Facile a proclamarsi, difficile a realizzarsi. Basti ricordare che la Cina ne fa parte addirittura dal 2001 – sulla base di negoziati che furono intrapresi da Clinton (USA) e Prodi (UE) – mentre la federazione Russa è stata ammessa soltanto nel 2012, e negli anni della loro appartenenza al WTO sono state più di una le frizioni con gli Stati occidentali a causa delle reiterate violazioni delle norme finalizzate a impedire la concorrenza sleale. Era stato il presidente americano dell’epoca, Donald Trump, appena eletto alla casa Bianca nell’autunno 2016, a ipotizzare un ridimensionamento del ruolo di Pechino nel commercio internazionale proprio tramite l’attivazione di una clausola che consente la revoca dello status di Nazione favorita: precetto che in origine era stato immaginato per agevolare la transizione di Paesi in via di sviluppo corrispondenti a importanti mercati di destinazione delle merci da Occidente.

Ngozi Okonjo-Iweala, ex Ministra della Nigeria, attuale Direttrice generale del WTO

All’atto pratico, tuttavia, per motivi opportunistici detta clausola ha trovato sempre applicazioni molto permissive, sebbene di estromissione del Paese del dragone dall’organizzazione mondiale del WTO si fosse tornato a parlare dopo lo scoppio della pandemia e l’emergere di indizi che indicavano l’origine cinese del nuovo coronavirus e fattori di colpa grave nel mancato freno alla diffusione del covid 19 su scala planetaria.

Adesso sarebbe la volta della Russia di Putin per quello che riguarda la prospettiva di essere messa alla porta da questa associazione che ha sede a Ginevra ed esprime il 97 per cento degli interscambi nel Globo: la commissione Von Der Leyen, nel mettere a punto il quarto pacchetto di sanzioni contro Mosca, ha condiviso l’orientamento di Stati Uniti e G7 a private la Russia del titolo di Paese più favorito. La conseguenza sarebbe la possibilità di applicare dazi doganali e restrizioni fiscali e normative di vario genere ai prodotti in arrivo dallo Stato così sanzionato.

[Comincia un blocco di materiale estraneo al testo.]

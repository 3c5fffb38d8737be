mod action_definition;
mod action_name;
mod atom;
mod comments;
mod constants;
mod domain;
mod name;
mod object_declarations;
mod predicate_definition;
mod predicate_name;
mod primitive_type;
mod problem;
mod prop_effect;
mod requirements;
mod term;
mod test_helpers;
mod r#type;
mod type_definitions;
mod typed_list;
mod utilities;
mod variable;

#[cfg(test)]
pub(crate) use test_helpers::Match;
pub use test_helpers::UnwrapValue;

pub trait Parser {
    type Item;

    fn parse<'a, S: Into<Span<'a>>>(input: S) -> ParseResult<'a, Self::Item>;

    fn parse_span(input: Span) -> ParseResult<Self::Item> {
        Self::parse(input)
    }

    /// Parse a string slice into the desired type. Discards any remaining
    /// input.
    fn from_str(input: &str) -> Result<Self::Item, nom::Err<ParseError>> {
        let (_, value) = Self::parse(input)?;
        Ok(value)
    }
}

pub type Span<'a> = nom_locate::LocatedSpan<&'a str>;

pub type ParseError<'a> = nom_greedyerror::GreedyError<Span<'a>, nom::error::ErrorKind>;

pub type ParseResult<'a, T, E = ParseError<'a>> = nom::IResult<Span<'a>, T, E>;

/// Re-exports commonly used types.
pub mod preamble {
    pub use crate::parsers::test_helpers::UnwrapValue;
    pub use crate::parsers::Parser;
    pub use crate::parsers::{ParseError, ParseResult, Span};
}

// Parsers
pub use action_definition::parse_action_definition;
pub use action_name::parse_action_name;
pub use comments::ignore_single_line_comment;
pub use constants::parse_constants;
pub use domain::parse_domain;
pub use name::parse_name;
pub use object_declarations::parse_objects_declaration;
pub use predicate_definition::parse_predicate_definition;
pub use predicate_name::parse_predicate_name;
pub use primitive_type::parse_primitive_type;
pub use problem::parse_problem;
pub use prop_effect::parse_prop_effect;
pub use r#type::parse_type;
pub use requirements::{parse_requirement_key, parse_requirements};
pub use term::parse_term;
pub use type_definitions::parse_type_definitions;
pub use variable::parse_variable;

// Parser combinators
pub use atom::atom;
pub use typed_list::typed_list;

#[allow(unused_imports)]
pub(crate) use utilities::{
    leading_whitespace, parens, prefix_expr, space_separated_list0, space_separated_list1,
    surrounding_whitespace,
};
fn candidate_objects(param_type: &Type, type_map: &HashMap<Name, HashSet<Name>>) -> HashSet<Name> {
    let mut candidates = HashSet::new();
    for primitive in param_type.clone().into_iter() {
        if let Some(objs) = type_map.get(primitive.name()) {
            candidates.extend(objs.iter().cloned());
        }
    }
    candidates
}

fn resolve(term: &Term, parameter_index: &HashMap<Name, usize>, assignment: &[Name]) -> Name {
    match term {
        Term::Name(name) => name.clone(),
        Term::Variable(var) => {
            let index = *parameter_index
                .get(var.name())
                .expect("action precondition/effect variable not bound by any parameter");
            assignment[index].clone()
        }
    }
}

fn ground_atom(atom: &Atom<Term>, parameter_index: &HashMap<Name, usize>, assignment: &[Name]) -> Fact {
    let args: Vec<Name> = atom
        .values()
        .iter()
        .map(|t| resolve(t, parameter_index, assignment))
        .collect();
    Fact::new(atom.predicate_name(), &args)
}

/// Builds one candidate operator from an action schema and a
/// parameter→object assignment, or returns `None` if a static precondition
/// fails the bit-exact init-membership check.
fn build_operator(
    action: &ActionDefinition,
    parameter_index: &HashMap<Name, usize>,
    assignment: &[Name],
    static_predicates: &HashSet<Name>,
    init: &HashSet<Fact>,
) -> Option<Operator> {
    let mut pre = HashSet::new();
    for atom in action.preconditions() {
        let fact = ground_atom(atom, parameter_index, assignment);
        let pred_name: &Name = atom.predicate_name();
        if static_predicates.contains(pred_name) && !init.contains(&fact) {
            return None;
        }
        pre.insert(fact);
    }

    let mut add = HashSet::new();
    let mut del = HashSet::new();
    for effect in action.effects() {
        match effect {
            crate::parsed_types::PropEffect::Add(atom) => {
                add.insert(ground_atom(atom, parameter_index, assignment));
            }
            crate::parsed_types::PropEffect::Delete(atom) => {
                del.insert(ground_atom(atom, parameter_index, assignment));
            }
        }
    }

    let name = Fact::new(action.name(), assignment).into_string();
    Some(Operator::new(name, pre, add, del))
}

In considerazione del fatto che la federazione presieduta da Putin esporta principalmente materie prime combustibili, energetiche e agricole, il suo progressivo isolamento in seno al WTO implica il totale rivoluzionamento dell’asse occidentale per quel che attiene al baricentro delle traiettorie di cooperazione sulle cosiddette commodities, con un ruolo di alcuni Paesi mediorientali e dell’Africa centro settentrionale destinato inevitabilmente a crescere e rinforzarsi nella geografia e nella mappa geoeconomica prossima futura dell’organizzazione mondiale del commercio.